Transcribe the records below line by line, exactly as they read.

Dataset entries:

########

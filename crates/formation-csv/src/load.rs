// Dweve Formation - Referential integrity checks for configuration tables
//
// Copyright (c) 2025 Dweve IP B.V. and individual contributors.
//
// SPDX-License-Identifier: Apache-2.0
//
// Licensed under the Apache License, Version 2.0 (the "License");
// you may not use this file except in compliance with the License.
// You may obtain a copy of the License in the LICENSE file at the
// root of this repository or at: http://www.apache.org/licenses/LICENSE-2.0
//
// Unless required by applicable law or agreed to in writing, software
// distributed under the License is distributed on an "AS IS" BASIS,
// WITHOUT WARRANTIES OR CONDITIONS OF ANY KIND, either express or implied.
// See the License for the specific language governing permissions and
// limitations under the License.

//! Configuration table loading.

use crate::error::{LoadError, Result};
use crate::table::Table;
use formation_core::{Cell, Dataset};
use std::collections::BTreeMap;
use std::io::Read;
use std::path::Path;
use tracing::{debug, warn};

const HEADER_ROWS: [&str; 5] = ["comment", "formation", "ops", "key", "type"];

/// Configuration for table loading.
///
/// # Examples
///
/// ```
/// use formation_csv::LoadConfig;
///
/// let config = LoadConfig {
///     delimiter: b'\t',
///     ..Default::default()
/// };
/// assert_eq!(config.max_rows, 1_000_000);
/// ```
#[derive(Debug, Clone)]
pub struct LoadConfig {
    /// Field delimiter (default: `,`).
    pub delimiter: u8,
    /// Whether to trim whitespace around fields (default: `false`).
    pub trim: bool,
    /// Maximum number of data rows, not counting header rows
    /// (default: 1,000,000).
    pub max_rows: usize,
    /// Ops-row values whose columns are left out of the dataset
    /// (default: `client`, `none`).
    pub dropped_ops: Vec<String>,
}

impl Default for LoadConfig {
    fn default() -> Self {
        Self {
            delimiter: b',',
            trim: false,
            max_rows: 1_000_000,
            dropped_ops: vec!["client".to_string(), "none".to_string()],
        }
    }
}

/// Declared type of a column, from the type header row.
#[derive(Debug, Clone, Copy, PartialEq, Eq)]
pub enum ColumnType {
    Int,
    Float,
    String,
    /// Anything else; every cell loads as an empty string.
    Unknown,
}

impl ColumnType {
    /// Map a type-row value to a column type.
    pub fn from_header(name: &str) -> Self {
        match name {
            "int" | "int32" | "int64" => Self::Int,
            "double" => Self::Float,
            "string" => Self::String,
            _ => Self::Unknown,
        }
    }

    /// Convert raw cell text. Unparsable numbers load as zero.
    pub fn parse(self, raw: &str) -> Cell {
        match self {
            Self::Int => Cell::Int(parse_int(raw).unwrap_or(0)),
            Self::Float => Cell::Float(raw.parse().unwrap_or(0.0)),
            Self::String => Cell::from(raw),
            Self::Unknown => Cell::from(""),
        }
    }
}

/// Parse an integer with an optional sign and `0x`, `0o`, `0b` or
/// leading-zero octal prefix.
pub fn parse_int(raw: &str) -> Option<i64> {
    let (sign, unsigned) = match raw.as_bytes().first()? {
        b'-' => ("-", &raw[1..]),
        b'+' => ("", &raw[1..]),
        _ => ("", raw),
    };

    let lower = unsigned.get(..2).map(str::to_ascii_lowercase);
    let (radix, digits) = match lower.as_deref() {
        Some("0x") => (16, &unsigned[2..]),
        Some("0o") => (8, &unsigned[2..]),
        Some("0b") => (2, &unsigned[2..]),
        _ if unsigned.len() > 1 && unsigned.starts_with('0') => (8, &unsigned[1..]),
        _ => (10, unsigned),
    };

    if digits.is_empty() || !digits.bytes().all(|b| b.is_ascii_alphanumeric()) {
        return None;
    }
    i64::from_str_radix(&format!("{}{}", sign, digits), radix).ok()
}

struct Column {
    source: usize,
    kind: ColumnType,
}

/// Load a table from CSV in the five-header-row layout.
///
/// # Errors
///
/// Returns `MissingHeader` if the input ends inside the header rows,
/// `SecurityLimit` past `config.max_rows` data rows, and `Parse` or `Io`
/// for reader failures.
pub fn load_table<R: Read>(name: impl Into<String>, reader: R, config: &LoadConfig) -> Result<Table> {
    let name = name.into();
    let mut csv_reader = csv::ReaderBuilder::new()
        .delimiter(config.delimiter)
        .has_headers(false)
        .flexible(true)
        .trim(if config.trim {
            csv::Trim::All
        } else {
            csv::Trim::None
        })
        .from_reader(reader);

    let mut records = csv_reader.records();
    let mut headers = Vec::with_capacity(HEADER_ROWS.len());
    for header in HEADER_ROWS {
        let record = records.next().ok_or(LoadError::MissingHeader(header))??;
        headers.push(record);
    }
    let (notes, ops, keys, types) = (&headers[1], &headers[2], &headers[3], &headers[4]);

    let mut dataset = Dataset::new();
    let mut formation_notes = BTreeMap::new();
    let mut columns = Vec::new();

    for (source, key) in keys.iter().enumerate() {
        let op = ops.get(source).unwrap_or("");
        if config.dropped_ops.iter().any(|dropped| dropped == op) {
            continue;
        }

        let index = columns.len();
        if dataset.format.insert(key.to_string(), index).is_some() {
            warn!(table = %name, column = key, "duplicate column, the last one wins");
        }
        formation_notes.insert(key.to_string(), notes.get(source).unwrap_or("").to_string());
        columns.push(Column {
            source,
            kind: ColumnType::from_header(types.get(source).unwrap_or("")),
        });
    }

    for (row, record) in records.enumerate() {
        if row >= config.max_rows {
            return Err(LoadError::SecurityLimit {
                limit: config.max_rows,
                actual: row + 1,
            });
        }

        let record = record?;
        let cells = columns
            .iter()
            .map(|column| column.kind.parse(record.get(column.source).unwrap_or("")))
            .collect();
        dataset.push_row(cells);
    }

    debug!(table = %name, columns = columns.len(), rows = dataset.len(), "loaded table");
    Ok(Table {
        name,
        dataset,
        formation_notes,
    })
}

/// Load a table from a string.
pub fn load_table_str(name: impl Into<String>, text: &str, config: &LoadConfig) -> Result<Table> {
    load_table(name, text.as_bytes(), config)
}

/// Load a table from a file; the table is named after the file stem.
pub fn load_table_path(path: impl AsRef<Path>, config: &LoadConfig) -> Result<Table> {
    let path = path.as_ref();
    let name = path
        .file_stem()
        .map(|stem| stem.to_string_lossy().into_owned())
        .unwrap_or_default();
    let file = std::fs::File::open(path)?;
    load_table(name, file, config)
}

########

■ Problem solution:
filename crates/formation-csv/src/load.rs
// Dweve Formation - Referential integrity checks for configuration tables
//
// Copyright (c) 2025 Dweve IP B.V. and individual contributors.
//
// SPDX-License-Identifier: Apache-2.0
//
// Licensed under the Apache License, Version 2.0 (the "License");
// you may not use this file except in compliance with the License.
// You may obtain a copy of the License in the LICENSE file at the
// root of this repository or at: http://www.apache.org/licenses/LICENSE-2.0
//
// Unless required by applicable law or agreed to in writing, software
// distributed under the License is distributed on an "AS IS" BASIS,
// WITHOUT WARRANTIES OR CONDITIONS OF ANY KIND, either express or implied.
// See the License for the specific language governing permissions and
// limitations under the License.

//! Configuration table loading.

use crate::error::{LoadError, Result};
use crate::table::Table;
use formation_core::{Cell, Dataset};
use std::collections::BTreeMap;
use std::io::Read;
use std::path::Path;
use tracing::{debug, warn};

const HEADER_ROWS: [&str; 5] = ["comment", "formation", "ops", "key", "type"];

/// Configuration for table loading.
///
/// # Examples
///
/// ```
/// use formation_csv::LoadConfig;
///
/// let config = LoadConfig {
///     delimiter: b'\t',
///     ..Default::default()
/// };
/// assert_eq!(config.max_rows, 1_000_000);
/// ```
#[derive(Debug, Clone)]
pub struct LoadConfig {
    /// Field delimiter (default: `,`).
    pub delimiter: u8,
    /// Whether to trim whitespace around fields (default: `false`).
    pub trim: bool,
    /// Maximum number of data rows, not counting header rows
    /// (default: 1,000,000).
    pub max_rows: usize,
    /// Ops-row values whose columns are left out of the dataset
    /// (default: `client`, `none`).
    pub dropped_ops: Vec<String>,
}

impl Default for LoadConfig {
    fn default() -> Self {
        Self {
            delimiter: b',',
            trim: false,
            max_rows: 1_000_000,
            dropped_ops: vec!["client".to_string(), "none".to_string()],
        }
    }
}

/// Declared type of a column, from the type header row.
#[derive(Debug, Clone, Copy, PartialEq, Eq)]
pub enum ColumnType {
    Int,
    Float,
    String,
    /// Anything else; every cell loads as an empty string.
    Unknown,
}

impl ColumnType {
    /// Map a type-row value to a column type.
    pub fn from_header(name: &str) -> Self {
        match name {
            "int" | "int32" | "int64" => Self::Int,
            "double" => Self::Float,
            "string" => Self::String,
            _ => Self::Unknown,
        }
    }

    /// Convert raw cell text. Unparsable numbers load as zero.
    pub fn parse(self, raw: &str) -> Cell {
        match self {
            Self::Int => Cell::Int(parse_int(raw).unwrap_or(0)),
            Self::Float => Cell::Float(raw.parse().unwrap_or(0.0)),
            Self::String => Cell::from(raw),
            Self::Unknown => Cell::from(""),
        }
    }
}

/// Parse an integer with an optional sign and `0x`, `0o`, `0b` or
/// leading-zero octal prefix.
pub fn parse_int(raw: &str) -> Option<i64> {
    let (sign, unsigned) = match raw.as_bytes().first()? {
        b'-' => ("-", &raw[1..]),
        b'+' => ("", &raw[1..]),
        _ => ("", raw),
    };

    let lower = unsigned.get(..2).map(str::to_ascii_lowercase);
    let (radix, digits) = match lower.as_deref() {
        Some("0x") => (16, &unsigned[2..]),
        Some("0o") => (8, &unsigned[2..]),
        Some("0b") => (2, &unsigned[2..]),
        _ if unsigned.len() > 1 && unsigned.starts_with('0') => (8, &unsigned[1..]),
        _ => (10, unsigned),
    };

    if digits.is_empty() || !digits.bytes().all(|b| b.is_ascii_alphanumeric()) {
        return None;
    }
    i64::from_str_radix(&format!("{}{}", sign, digits), radix).ok()
}

struct Column {
    source: usize,
    kind: ColumnType,
}

/// Load a table from CSV in the five-header-row layout.
///
/// # Errors
///
/// Returns `MissingHeader` if the input ends inside the header rows,
/// `SecurityLimit` past `config.max_rows` data rows, and `Parse` or `Io`
/// for reader failures.
pub fn load_table<R: Read>(name: impl Into<String>, reader: R, config: &LoadConfig) -> Result<Table> {
    let name = name.into();
    let mut csv_reader = csv::ReaderBuilder::new()
        .delimiter(config.delimiter)
        .has_headers(false)
        .flexible(true)
        .trim(if config.trim {
            csv::Trim::All
        } else {
            csv::Trim::None
        })
        .from_reader(reader);

    let mut records = csv_reader.records();
    let mut headers = Vec::with_capacity(HEADER_ROWS.len());
    for header in HEADER_ROWS {
        let record = records.next().ok_or(LoadError::MissingHeader(header))??;
        headers.push(record);
    }
    let (notes, ops, keys, types) = (&headers[1], &headers[2], &headers[3], &headers[4]);

    let mut dataset = Dataset::new();
    let mut formation_notes = BTreeMap::new();
    let mut columns = Vec::new();

    for (source, key) in keys.iter().enumerate() {
        let op = ops.get(source).unwrap_or("");
        if config.dropped_ops.iter().any(|dropped| dropped == op) {
            continue;
        }

        let index = columns.len();
        if dataset.format.insert(key.to_string(), index).is_some() {
            warn!(table = %name, column = key, "duplicate column, the last one wins");
        }
        formation_notes.insert(key.to_string(), notes.get(source).unwrap_or("").to_string());
        columns.push(Column {
            source,
            kind: ColumnType::from_header(types.get(source).unwrap_or("")),
        });
    }

    for (row, record) in records.enumerate() {
        if row >= config.max_rows {
            return Err(LoadError::SecurityLimit {
                limit: config.max_rows,
                actual: row + 1,
            });
        }

        let record = record?;
        let cells = columns
            .iter()
            .map(|column| column.kind.parse(record.get(column.source).unwrap_or("")))
            .collect();
        dataset.push_row(cells);
    }

    debug!(table = %name, columns = columns.len(), rows = dataset.len(), "loaded table");
    Ok(Table {
        name,
        dataset,
        formation_notes,
    })
}

/// Load a table from a string.
pub fn load_table_str(name: impl Into<String>, text: &str, config: &LoadConfig) -> Result<Table> {
    load_table(name, text.as_bytes(), config)
}

/// Load a table from a file; the table is named after the file stem.
pub fn load_table_path(path: impl AsRef<Path>, config: &LoadConfig) -> Result<Table> {
    let path = path.as_ref();
    let name = path
        .file_stem()
        .map(|stem| stem.to_string_lossy().into_owned())
        .unwrap_or_default();
    let file = std::fs::File::open(path)?;
    load_table(name, file, config)
}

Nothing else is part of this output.